Na Kogutku we Wszechświętem
Jarmark ruszał o 16.00, ale już godzinę wcześniej w hali sportowej Szkoły Podstawowej we Wszechświętem było gwarno i kolorowo. Stoły na stoiskach kół gospodyń, zespołów i stowarzyszeń z gminy uginały się pod mniej lub bardziej jadalnymi dekoracjami. Między umalowanymi wszystkimi kolorami mazurkami piętrzyły się stosy bukszpanu i bazi.

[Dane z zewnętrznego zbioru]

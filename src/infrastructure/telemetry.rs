//! Tracing subscriber setup

use crate::config::{LogFormat, LoggingSettings};
use tracing_subscriber::EnvFilter;

/// Builds the filter: `RUST_LOG` wins, otherwise the configured level
pub fn env_filter(settings: &LoggingSettings) -> EnvFilter {
    EnvFilter::try_from_default_env().unwrap_or_else(|_| EnvFilter::new(&settings.level))
}

/// Installs the global fmt subscriber; later calls are no-ops
pub fn init(settings: &LoggingSettings) {
    let builder = tracing_subscriber::fmt()
        .with_env_filter(env_filter(settings))
        .with_writer(std::io::stderr);

    // try_init fails only when a subscriber is already installed
    let _ = match settings.format {
        LogFormat::Json => builder.json().try_init(),
        LogFormat::Compact => builder.compact().try_init(),
        LogFormat::Pretty => builder.pretty().try_init(),
    };
}

#[cfg(test)]
mod tests {
    use super::*;

    #[test]
    fn test_init_twice_does_not_panic() {
        let settings = LoggingSettings {
            level: "debug".to_string(),
            format: LogFormat::Compact,
        };
        init(&settings);
        init(&settings);
    }
}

Krepina przybierała kształty wszelkich kwiatów, włóczka zamieniała się w koszyczki wielkanocne, a filcowana wełna kładła się wymyślnymi wzorami na styropianowych jajach.
Koła jak niemowlęta
Na przeglądzie od lat spotykają się lokalne zespoły śpiewacze, teatry i teatrzyki oraz nieformalne grupy zrzeszone przy Gminnym Ośrodku Kultury Oleśnica. Ale w tym roku wyjątkowo licznie pojawiły się koła gospodyń w niemowlęcym wręcz wieku. Przyglądając się proponowanym przez nie dekoracjom wielkanocnym i przysłuchując się występom w sali obok, rozmawialiśmy z nimi o życiu sprzed założenia koła i obecnym.
– Miałyśmy blisko, bo jesteśmy z samego Wszechświętego. O, tu naszej roboty kaszanka, kiełbasa i smalec. Za chwilę będziemy robić palmy. Jesteśmy początkującym kołem...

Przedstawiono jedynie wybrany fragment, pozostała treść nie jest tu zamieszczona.